The changes which were made to AngularJS here removed quite a few calls to encodePath.
This makes me rather uneasy from the security perspective, because any code-paths which were relying on the escaping to be done by AngularJS here is no longer being done. I'm no AngularJS expert, and there's potential that my security fears are unfounded since we're only using AngularJS's routing within the "fragment" portion of the URL. It definitely goes against the conventional wisdom of always encoding user specified input in URLs.
However, the change that was made does break the routing for any Dashboards/Visualizations which has a space in the ID and likely other characters which were previously escaped. This alone seems like justification to investigate alternative approaches.
Pinging @elastic/kibana-platform
cc @eliperelman
It definitely goes against the conventional wisdom of always encoding user specified input in URLs
Agreed, but for parity between React and Angular, we need to push this from being handled by the framework to being the responsibility of those making changes to the URL.
From a security perspective, this is more of an issue if we are evaluating URL content, but I could not find any instances where that was the case.
the change that was made does break the routing for any Dashboards/Visualizations which has a space in the ID and likely other characters which were previously escaped
I tried to find instances where this occurred but had trouble finding them via tests and source-diving, so we will need to find and fix these.
This alone seems like justification to investigate alternative approaches.
If anyone has advice for another solution that solves #34300 and provides that parity between React and Angular please let me know so we can iterate on this.
Agreed, but for parity between React and Angular, we need to push this from being handled by the framework to being the responsibility of those making changes to the URL.
Assuming we need to push this to the consumers changing the URL, we went and removed the automatic encoding of URL parts which consumers previously relied upon without changing the consumers. For example, the following in graph:
Used to implicitly rely on the encodePath function in AngularJS encoding the ID, which is no longer being done. This allows one to maliciously change the ID of a graph worksheet, which then appears unencoded within the URL which we redirect the user to.
Even if we were to change the consumer of kbnUrl.change to encode the IDs before calling kbnUrl.change, the removal of the decodePath calls in AngularJS make it so that when we're reading the the parameters of the URL using facilities like $route.current.params, the parameters are no longer automatically decoded. For example, http://localhost:5601/app/kibana#/discover/awesome%20search used to cause $route.current.params.id to be awesome search, but now it's awesome%20search.

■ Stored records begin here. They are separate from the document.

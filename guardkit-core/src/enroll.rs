//! Enrollment of a device as a second factor.

use std::fmt;
use std::future::Future;
use std::sync::Arc;

use secrecy::SecretString;
use url::Url;

use crate::api::{ApiClient, EnrollmentPayload, ENROLL_PATH};
use crate::device::{DeviceIdentity, EnrolledDevice};
use crate::error::{GuardKitError, GuardKitResult};
use crate::hooks::Hooks;
use crate::keys::{SigningKey, VerificationKey};
use crate::request::{ApiRequest, Requestable};
use crate::ticket::{resolve_ticket, TicketResolution};

/// Inputs of an enrollment attempt.
///
/// At least one of `enrollment_ticket` or `enrollment_uri` must yield a ticket, otherwise the
/// enrollment fails with `GuardKitError::InvalidEnrollmentUri`. When both are given the ticket is
/// used and the URI ignored.
pub struct EnrollParams {
    /// Ticket, as given by the enrollment flow.
    pub enrollment_ticket: Option<String>,
    /// `otpauth://totp?enrollment_tx_id=…` URI, usually scanned from a QR code.
    pub enrollment_uri: Option<String>,
    /// Push notification token of the device.
    pub notification_token: String,
    /// How the device presents itself.
    pub device: DeviceIdentity,
    /// Public half of the device key pair, sent to the server.
    pub verification_key: Arc<dyn VerificationKey>,
    /// Private half of the device key pair, kept on the device.
    pub signing_key: Arc<dyn SigningKey>,
}

/// A request to enroll the device.
///
/// The ticket is resolved when the request is built. Nothing is sent until
/// [`Requestable::start`], which yields the [`EnrolledDevice`] on success.
pub struct EnrollRequest {
    state: EnrollState,
    notification_token: String,
    signing_key: Arc<dyn SigningKey>,
    hooks: Hooks,
}

enum EnrollState {
    Pending(ApiRequest<EnrollmentPayload>),
    /// No ticket could be resolved. Never sent, `url` is kept for descriptions only.
    Unresolved { url: Url },
}

impl EnrollRequest {
    /// Resolves the ticket and builds the enrollment call.
    #[must_use]
    pub fn new(api: &ApiClient, params: EnrollParams) -> Self {
        let EnrollParams {
            enrollment_ticket,
            enrollment_uri,
            notification_token,
            device,
            verification_key,
            signing_key,
        } = params;

        let state = match resolve_ticket(enrollment_ticket.as_deref(), enrollment_uri.as_deref())
        {
            TicketResolution::Resolved(ticket) => EnrollState::Pending(api.enroll(
                &ticket,
                &device,
                &notification_token,
                verification_key.as_ref(),
            )),
            TicketResolution::Unresolved => EnrollState::Unresolved {
                url: api.config().endpoint(ENROLL_PATH),
            },
        };

        Self {
            state,
            notification_token,
            signing_key,
            hooks: Hooks::default(),
        }
    }

    /// Whether a ticket was resolved. When `false`, `start` fails without network activity.
    #[must_use]
    pub const fn is_resolved(&self) -> bool {
        matches!(self.state, EnrollState::Pending(_))
    }

    async fn execute(self) -> GuardKitResult<EnrolledDevice> {
        let request = match self.state {
            EnrollState::Pending(request) => request,
            EnrollState::Unresolved { .. } => return Err(GuardKitError::InvalidEnrollmentUri),
        };

        let payload = request.on(self.hooks).start().await?;

        Ok(EnrolledDevice::new(
            payload.id,
            payload.user_id,
            SecretString::from(payload.token),
            self.notification_token,
            self.signing_key,
            payload.totp,
        ))
    }
}

impl Requestable for EnrollRequest {
    type Output = EnrolledDevice;

    fn on(mut self, hooks: Hooks) -> Self {
        self.hooks = hooks;
        self
    }

    fn start(self) -> impl Future<Output = GuardKitResult<EnrolledDevice>> + Send {
        self.execute()
    }
}

impl fmt::Display for EnrollRequest {
    fn fmt(&self, f: &mut fmt::Formatter<'_>) -> fmt::Result {
        match &self.state {
            EnrollState::Pending(request) => fmt::Display::fmt(request, f),
            EnrollState::Unresolved { url } => write!(f, "POST {url}"),
        }
    }
}

impl fmt::Debug for EnrollRequest {
    fn fmt(&self, f: &mut fmt::Formatter<'_>) -> fmt::Result {
        match &self.state {
            EnrollState::Pending(request) => f
                .debug_struct("EnrollRequest")
                .field("request", request)
                .field("hooks", &self.hooks)
                .finish(),
            EnrollState::Unresolved { url } => f
                .debug_struct("EnrollRequest")
                .field("url", &url.as_str())
                .field("error", &GuardKitError::InvalidEnrollmentUri)
                .finish(),
        }
    }
}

From a security perspective, this is more of an issue if we are evaluating URL content, but I could not find any instances where that was the case.
I'm not following. That's certainly not the case if we weren't performing encodeURIComponent for a part of a path outside of the fragment for a url. This would allow us to build URLs like https://some-server/kibana-instance-1/app/kibana/../../../some-other-potentially-more-secure-instance or https://some-server/kibana-instance-1/app/kibana?queryStringValue=somethingElseEntirely which could lead to some interesting forms of abuse. We might be safe here because we're dealing with the fragment portion of the URL, and I'm unaware of any attack vectors using the fragment directly. However, just because we aren't aware of any attack vectors doesn't mean we should be allowing it because browsers are weird and inconsistent and we're in uncharted waters.
I tried to find instances where this occurred but had trouble finding them via tests and source-diving, so we will need to find and fix these.
In old versions of Kibana, we used to allow users more first-class ways of controlling URLs, and we can still do so using the various Saved Object Management APIs. The easiest way I've found to mutate the IDs is to export the JSON of the saved object, modify the ID parameter, and then re-import it.
@kobelb do you recommend we roll this back until we can do a proper security assessment?
@kobelb do you recommend we roll this back until we can do a proper security assessment?
I think that's the safest course of action. The security concerns I have are largely theoretical, but given the negative impact the change has on existing URLs which I've tried to outline above, it seems like the decision is worth re-considering.
I'm going to backport https://github.com/elastic/kibana/pull/46393 to 7.4 so that we can release 7.4.1 without the fork
Closing, as Spencer was kind enough to backport this for us.